Collected data:

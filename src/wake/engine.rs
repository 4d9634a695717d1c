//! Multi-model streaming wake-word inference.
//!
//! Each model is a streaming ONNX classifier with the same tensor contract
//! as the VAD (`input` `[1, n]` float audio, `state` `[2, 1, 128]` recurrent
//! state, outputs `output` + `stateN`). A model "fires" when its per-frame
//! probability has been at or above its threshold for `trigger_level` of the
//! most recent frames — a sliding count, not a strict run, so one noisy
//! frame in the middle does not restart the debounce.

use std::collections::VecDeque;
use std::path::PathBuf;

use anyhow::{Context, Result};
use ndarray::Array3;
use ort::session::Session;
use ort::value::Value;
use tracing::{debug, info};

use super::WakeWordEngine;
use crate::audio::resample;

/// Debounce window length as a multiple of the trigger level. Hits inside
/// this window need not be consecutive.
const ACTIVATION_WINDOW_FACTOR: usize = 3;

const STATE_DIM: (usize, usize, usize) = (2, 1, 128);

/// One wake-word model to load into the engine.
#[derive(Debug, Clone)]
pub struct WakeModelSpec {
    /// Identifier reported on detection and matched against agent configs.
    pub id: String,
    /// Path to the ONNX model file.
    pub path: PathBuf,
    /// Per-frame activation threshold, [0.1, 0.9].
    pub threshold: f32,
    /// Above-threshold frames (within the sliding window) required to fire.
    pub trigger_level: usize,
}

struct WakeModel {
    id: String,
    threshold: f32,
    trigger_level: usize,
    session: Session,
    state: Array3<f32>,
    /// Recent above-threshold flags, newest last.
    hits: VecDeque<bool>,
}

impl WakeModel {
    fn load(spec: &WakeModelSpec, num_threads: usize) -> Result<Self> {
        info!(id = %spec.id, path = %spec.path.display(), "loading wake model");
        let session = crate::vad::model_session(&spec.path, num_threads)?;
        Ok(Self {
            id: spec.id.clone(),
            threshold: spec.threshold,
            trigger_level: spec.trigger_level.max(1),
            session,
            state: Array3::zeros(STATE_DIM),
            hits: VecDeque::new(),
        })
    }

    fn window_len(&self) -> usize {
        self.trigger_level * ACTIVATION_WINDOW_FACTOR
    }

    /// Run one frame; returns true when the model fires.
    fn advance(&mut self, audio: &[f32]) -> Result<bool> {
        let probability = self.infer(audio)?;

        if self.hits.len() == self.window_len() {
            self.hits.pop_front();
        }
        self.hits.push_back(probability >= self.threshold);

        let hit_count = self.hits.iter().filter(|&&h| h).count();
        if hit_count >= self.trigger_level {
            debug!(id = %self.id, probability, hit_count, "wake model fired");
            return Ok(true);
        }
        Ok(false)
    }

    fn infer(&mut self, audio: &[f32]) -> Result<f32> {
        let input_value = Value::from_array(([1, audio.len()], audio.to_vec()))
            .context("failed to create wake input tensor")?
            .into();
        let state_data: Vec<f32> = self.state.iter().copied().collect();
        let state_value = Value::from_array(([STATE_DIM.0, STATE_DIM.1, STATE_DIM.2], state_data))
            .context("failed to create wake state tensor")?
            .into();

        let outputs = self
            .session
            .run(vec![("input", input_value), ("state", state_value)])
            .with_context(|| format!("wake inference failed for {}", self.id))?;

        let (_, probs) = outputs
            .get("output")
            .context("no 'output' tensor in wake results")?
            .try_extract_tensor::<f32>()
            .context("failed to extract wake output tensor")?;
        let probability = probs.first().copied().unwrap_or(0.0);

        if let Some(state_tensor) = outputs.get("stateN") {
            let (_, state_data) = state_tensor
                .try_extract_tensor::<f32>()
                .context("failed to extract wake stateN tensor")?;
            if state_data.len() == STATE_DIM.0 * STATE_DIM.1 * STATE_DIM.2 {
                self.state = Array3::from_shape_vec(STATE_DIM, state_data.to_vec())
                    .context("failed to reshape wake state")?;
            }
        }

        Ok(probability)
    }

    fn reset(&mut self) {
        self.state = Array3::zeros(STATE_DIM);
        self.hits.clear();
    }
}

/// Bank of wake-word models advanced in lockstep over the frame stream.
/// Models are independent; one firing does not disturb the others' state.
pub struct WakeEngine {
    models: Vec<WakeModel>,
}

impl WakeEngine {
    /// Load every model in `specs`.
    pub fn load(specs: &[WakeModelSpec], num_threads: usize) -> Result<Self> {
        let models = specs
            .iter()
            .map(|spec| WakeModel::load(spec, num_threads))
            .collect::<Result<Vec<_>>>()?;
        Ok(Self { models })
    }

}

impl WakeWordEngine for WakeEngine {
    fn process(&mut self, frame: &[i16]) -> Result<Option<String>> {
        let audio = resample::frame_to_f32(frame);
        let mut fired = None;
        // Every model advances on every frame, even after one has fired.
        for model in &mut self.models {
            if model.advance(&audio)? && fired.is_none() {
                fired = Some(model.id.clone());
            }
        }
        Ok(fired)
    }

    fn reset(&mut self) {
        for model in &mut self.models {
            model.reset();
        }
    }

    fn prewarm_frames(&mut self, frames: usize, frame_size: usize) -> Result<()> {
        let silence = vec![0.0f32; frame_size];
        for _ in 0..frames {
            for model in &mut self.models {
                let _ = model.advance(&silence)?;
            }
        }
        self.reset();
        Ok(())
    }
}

What needs to be done. Each line above must be output exactly as it stands.

Response below.
filename src/wake/engine.rs
repository 4d9634a695717d1c
//! Multi-model streaming wake-word inference.
//!
//! Each model is a streaming ONNX classifier with the same tensor contract
//! as the VAD (`input` `[1, n]` float audio, `state` `[2, 1, 128]` recurrent
//! state, outputs `output` + `stateN`). A model "fires" when its per-frame
//! probability has been at or above its threshold for `trigger_level` of the
//! most recent frames — a sliding count, not a strict run, so one noisy
//! frame in the middle does not restart the debounce.

use std::collections::VecDeque;
use std::path::PathBuf;

use anyhow::{Context, Result};
use ndarray::Array3;
use ort::session::Session;
use ort::value::Value;
use tracing::{debug, info};

use super::WakeWordEngine;
use crate::audio::resample;

/// Debounce window length as a multiple of the trigger level. Hits inside
/// this window need not be consecutive.
const ACTIVATION_WINDOW_FACTOR: usize = 3;

const STATE_DIM: (usize, usize, usize) = (2, 1, 128);

/// One wake-word model to load into the engine.
#[derive(Debug, Clone)]
pub struct WakeModelSpec {
    /// Identifier reported on detection and matched against agent configs.
    pub id: String,
    /// Path to the ONNX model file.
    pub path: PathBuf,
    /// Per-frame activation threshold, [0.1, 0.9].
    pub threshold: f32,
    /// Above-threshold frames (within the sliding window) required to fire.
    pub trigger_level: usize,
}

struct WakeModel {
    id: String,
    threshold: f32,
    trigger_level: usize,
    session: Session,
    state: Array3<f32>,
    /// Recent above-threshold flags, newest last.
    hits: VecDeque<bool>,
}

impl WakeModel {
    fn load(spec: &WakeModelSpec, num_threads: usize) -> Result<Self> {
        info!(id = %spec.id, path = %spec.path.display(), "loading wake model");
        let session = crate::vad::model_session(&spec.path, num_threads)?;
        Ok(Self {
            id: spec.id.clone(),
            threshold: spec.threshold,
            trigger_level: spec.trigger_level.max(1),
            session,
            state: Array3::zeros(STATE_DIM),
            hits: VecDeque::new(),
        })
    }

    fn window_len(&self) -> usize {
        self.trigger_level * ACTIVATION_WINDOW_FACTOR
    }

    /// Run one frame; returns true when the model fires.
    fn advance(&mut self, audio: &[f32]) -> Result<bool> {
        let probability = self.infer(audio)?;

        if self.hits.len() == self.window_len() {
            self.hits.pop_front();
        }
        self.hits.push_back(probability >= self.threshold);

        let hit_count = self.hits.iter().filter(|&&h| h).count();
        if hit_count >= self.trigger_level {
            debug!(id = %self.id, probability, hit_count, "wake model fired");
            return Ok(true);
        }
        Ok(false)
    }

    fn infer(&mut self, audio: &[f32]) -> Result<f32> {
        let input_value = Value::from_array(([1, audio.len()], audio.to_vec()))
            .context("failed to create wake input tensor")?
            .into();
        let state_data: Vec<f32> = self.state.iter().copied().collect();
        let state_value = Value::from_array(([STATE_DIM.0, STATE_DIM.1, STATE_DIM.2], state_data))
            .context("failed to create wake state tensor")?
            .into();

        let outputs = self
            .session
            .run(vec![("input", input_value), ("state", state_value)])
            .with_context(|| format!("wake inference failed for {}", self.id))?;

        let (_, probs) = outputs
            .get("output")
            .context("no 'output' tensor in wake results")?
            .try_extract_tensor::<f32>()
            .context("failed to extract wake output tensor")?;
        let probability = probs.first().copied().unwrap_or(0.0);

        if let Some(state_tensor) = outputs.get("stateN") {
            let (_, state_data) = state_tensor
                .try_extract_tensor::<f32>()
                .context("failed to extract wake stateN tensor")?;
            if state_data.len() == STATE_DIM.0 * STATE_DIM.1 * STATE_DIM.2 {
                self.state = Array3::from_shape_vec(STATE_DIM, state_data.to_vec())
                    .context("failed to reshape wake state")?;
            }
        }

        Ok(probability)
    }

    fn reset(&mut self) {
        self.state = Array3::zeros(STATE_DIM);
        self.hits.clear();
    }
}

/// Bank of wake-word models advanced in lockstep over the frame stream.
/// Models are independent; one firing does not disturb the others' state.
pub struct WakeEngine {
    models: Vec<WakeModel>,
}

impl WakeEngine {
    /// Load every model in `specs`.
    pub fn load(specs: &[WakeModelSpec], num_threads: usize) -> Result<Self> {
        let models = specs
            .iter()
            .map(|spec| WakeModel::load(spec, num_threads))
            .collect::<Result<Vec<_>>>()?;
        Ok(Self { models })
    }

}

impl WakeWordEngine for WakeEngine {
    fn process(&mut self, frame: &[i16]) -> Result<Option<String>> {
        let audio = resample::frame_to_f32(frame);
        let mut fired = None;
        // Every model advances on every frame, even after one has fired.
        for model in &mut self.models {
            if model.advance(&audio)? && fired.is_none() {
                fired = Some(model.id.clone());
            }
        }
        Ok(fired)
    }

    fn reset(&mut self) {
        for model in &mut self.models {
            model.reset();
        }
    }

    fn prewarm_frames(&mut self, frames: usize, frame_size: usize) -> Result<()> {
        let silence = vec![0.0f32; frame_size];
        for _ in 0..frames {
            for model in &mut self.models {
                let _ = model.advance(&silence)?;
            }
        }
        self.reset();
        Ok(())
    }
}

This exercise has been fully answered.